Зашивание стенки матки в группе сравнения производилось двухрядным непрерывным швом у 80% и у 20% женщин — однорядным непрерывным швом.

Несмотря на использование современного шовного материала и применение антибиотиков, послеоперационных осложнений в группе сравнения избежать не удалось. Отмечался 1 (0,9%) случай эндометрита и 1 (0,9%) случай несостоятельности послеоперационного шва на коже. В основной группе таких осложнений не было.

Выводы

1. У 53,04% пациенток с неполноценным рубцом на матке предыдущая операция проводилась в экстренном порядке, что, возможно, повлияло на формирование неполноценного рубца.
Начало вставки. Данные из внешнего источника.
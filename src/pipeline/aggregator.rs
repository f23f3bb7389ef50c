//! Region aggregation
//!
//! Sums a band of one layer over the region at a fixed sampling
//! resolution.

use log::debug;

use crate::pipeline::errors::AggregationError;
use crate::raster::RasterLayer;
use crate::region::Region;

/// Computes the sum of a band over a region
///
/// Implementations must be pure: the same layer, region and band always
/// yield the same value. The returned value is in raw backend units
/// (square meters for GHSL built-up surface).
pub trait RegionAggregator {
    fn aggregate(&self, layer: &RasterLayer, region: &Region, band: &str) -> Result<f64, AggregationError>;
}

/// Default upper bound on sample cells per layer
pub const DEFAULT_MAX_SAMPLES: u64 = 1_000_000_000;

/// Sum aggregator over a sampling grid of fixed cell size
///
/// The sampling grid is anchored at the layer origin with cells of
/// `scale` map units. Every cell whose center lies inside the region reads
/// the layer pixel under that center and contributes
/// `value * scale² / pixel_area`, which keeps totals of per-cell area
/// bands independent of the sampling resolution.
///
/// A layer whose sampling grid over the region's bounds has more than
/// `max_samples` cells fails with `TooManySamples` before any pixel is read.
#[derive(Debug, Clone, Copy)]
pub struct GridAggregator {
    scale: f64,
    max_samples: u64,
}

impl GridAggregator {
    /// Create an aggregator sampling at `scale` map units
    pub fn new(scale: f64) -> Self {
        GridAggregator { scale, max_samples: DEFAULT_MAX_SAMPLES }
    }

    pub fn with_max_samples(mut self, max_samples: u64) -> Self {
        self.max_samples = max_samples;
        self
    }
}

impl RegionAggregator for GridAggregator {
    fn aggregate(&self, layer: &RasterLayer, region: &Region, band: &str) -> Result<f64, AggregationError> {
        let data = layer.band(band)
            .ok_or_else(|| AggregationError::BandNotFound(band.to_string()))?;

        if !self.scale.is_finite() || self.scale <= 0.0 {
            return Err(AggregationError::InvalidScale(self.scale));
        }

        let overlap = layer.extent()
            .intersection(&region.bounds())
            .ok_or(AggregationError::NoIntersection)?;

        let gt = layer.transform();
        let step_x = self.scale * gt.pixel_width.signum();
        let step_y = self.scale * gt.pixel_height.signum();
        let (i_start, i_end) = sample_range(overlap.min_x, overlap.max_x, gt.origin_x, step_x);
        let (j_start, j_end) = sample_range(overlap.min_y, overlap.max_y, gt.origin_y, step_y);
        let weight = self.scale * self.scale / gt.pixel_area();

        let cells = (i_end.saturating_sub(i_start).max(0) as u64)
            .saturating_mul(j_end.saturating_sub(j_start).max(0) as u64);
        if cells > self.max_samples {
            return Err(AggregationError::TooManySamples { samples: cells, limit: self.max_samples });
        }

        let mut sum = 0.0;
        let mut samples = 0usize;
        for j in j_start..j_end {
            let y = gt.origin_y + (j as f64 + 0.5) * step_y;
            for i in i_start..i_end {
                let x = gt.origin_x + (i as f64 + 0.5) * step_x;
                if !region.contains(x, y) {
                    continue;
                }

                let Some((col, row)) = gt.pixel_at(x, y, layer.width(), layer.height()) else {
                    continue;
                };
                let value = data[row * layer.width() + col];
                if layer.is_valid(value) {
                    sum += value * weight;
                    samples += 1;
                }
            }
        }

        debug!("Layer '{}': {} valid samples, sum {}", layer.label(), samples, sum);
        if samples == 0 {
            return Err(AggregationError::NoData);
        }
        Ok(sum)
    }
}

/// Index range of sample cells covering [low, high] along one axis
fn sample_range(low: f64, high: f64, origin: f64, step: f64) -> (i64, i64) {
    let a = (low - origin) / step;
    let b = (high - origin) / step;
    (a.min(b).floor() as i64, a.max(b).ceil() as i64)
}
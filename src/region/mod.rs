//! Area of interest
//!
//! The region is validated once, before any aggregation runs, and then
//! shared read-only by every aggregation and export call of a run.

mod geojson;

use geo::{Area, BoundingRect, Contains, Coord, EuclideanDistance, LineString, MultiPolygon, Point, Polygon};

use crate::coordinate::BoundingBox;
use crate::pipeline::errors::{GrowthError, GrowthResult};

pub use geojson::{read_geojson, region_to_geojson, write_geojson};

/// A validated polygonal region in the layers' coordinate system
#[derive(Debug, Clone)]
pub struct Region {
    geometry: MultiPolygon<f64>,
    bounds: BoundingBox,
}

impl Region {
    /// Validate and wrap a multipolygon
    ///
    /// Fails with `InvalidRegion` for empty geometries, non-finite
    /// coordinates, rings with fewer than 3 distinct vertices and
    /// zero-area shapes.
    pub fn new(geometry: MultiPolygon<f64>) -> GrowthResult<Self> {
        if geometry.0.is_empty() {
            return Err(GrowthError::InvalidRegion("region has no polygons".to_string()));
        }

        for (i, polygon) in geometry.0.iter().enumerate() {
            let ring = polygon.exterior();
            let all_rings = std::iter::once(ring).chain(polygon.interiors().iter());
            if all_rings.flat_map(|r| r.coords()).any(|c| !c.x.is_finite() || !c.y.is_finite()) {
                return Err(GrowthError::InvalidRegion(format!(
                    "polygon {} has non-finite coordinates", i
                )));
            }

            let mut distinct: Vec<Coord<f64>> = Vec::new();
            for c in ring.coords() {
                if !distinct.contains(c) {
                    distinct.push(*c);
                }
            }
            if distinct.len() < 3 {
                return Err(GrowthError::InvalidRegion(format!(
                    "polygon {} has fewer than 3 distinct vertices", i
                )));
            }
        }

        if !(geometry.unsigned_area() > 0.0) {
            return Err(GrowthError::InvalidRegion("region has zero area".to_string()));
        }

        let bounds = geometry.bounding_rect()
            .map(BoundingBox::from)
            .ok_or_else(|| GrowthError::InvalidRegion("region has no extent".to_string()))?;

        Ok(Region { geometry, bounds })
    }

    /// Single polygon region
    pub fn from_polygon(polygon: Polygon<f64>) -> GrowthResult<Self> {
        Region::new(MultiPolygon::new(vec![polygon]))
    }

    /// Rectangular region
    pub fn from_bbox(bbox: &BoundingBox) -> GrowthResult<Self> {
        Region::from_polygon(bbox.to_rect().to_polygon())
    }

    /// Polygon from exterior ring vertices (closing vertex optional)
    pub fn from_vertices(vertices: &[(f64, f64)]) -> GrowthResult<Self> {
        let ring: LineString<f64> = vertices.iter()
            .map(|&(x, y)| Coord { x, y })
            .collect::<Vec<_>>()
            .into();
        Region::from_polygon(Polygon::new(ring, vec![]))
    }

    pub fn geometry(&self) -> &MultiPolygon<f64> {
        &self.geometry
    }

    /// Bounding box of the region
    pub fn bounds(&self) -> BoundingBox {
        self.bounds
    }

    /// Area in squared map units
    pub fn area(&self) -> f64 {
        self.geometry.unsigned_area()
    }

    /// True if the map coordinate is strictly inside the region
    pub fn contains(&self, x: f64, y: f64) -> bool {
        self.bounds.contains(x, y) && self.geometry.contains(&Point::new(x, y))
    }

    /// Distance from a map coordinate to the nearest ring of the region
    pub fn distance_to_boundary(&self, x: f64, y: f64) -> f64 {
        let point = Point::new(x, y);
        self.geometry.0.iter()
            .flat_map(|polygon| std::iter::once(polygon.exterior()).chain(polygon.interiors().iter()))
            .map(|ring| point.euclidean_distance(ring))
            .fold(f64::INFINITY, f64::min)
    }
}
2. Скрининговым методом оценки состояния рубца на матке при беременности является ультразвуковое исследование с оценкой васкуляризации в зоне рубца.

3. Роды через естественные родовые пути можно считать возможными в отсутствие признаков неполноценности рубца на матке по данным УЗИ с допплерометрией и измерения индекса резистентности (ИР<0,7) в радиальных артериях нижнего маточного сегмента.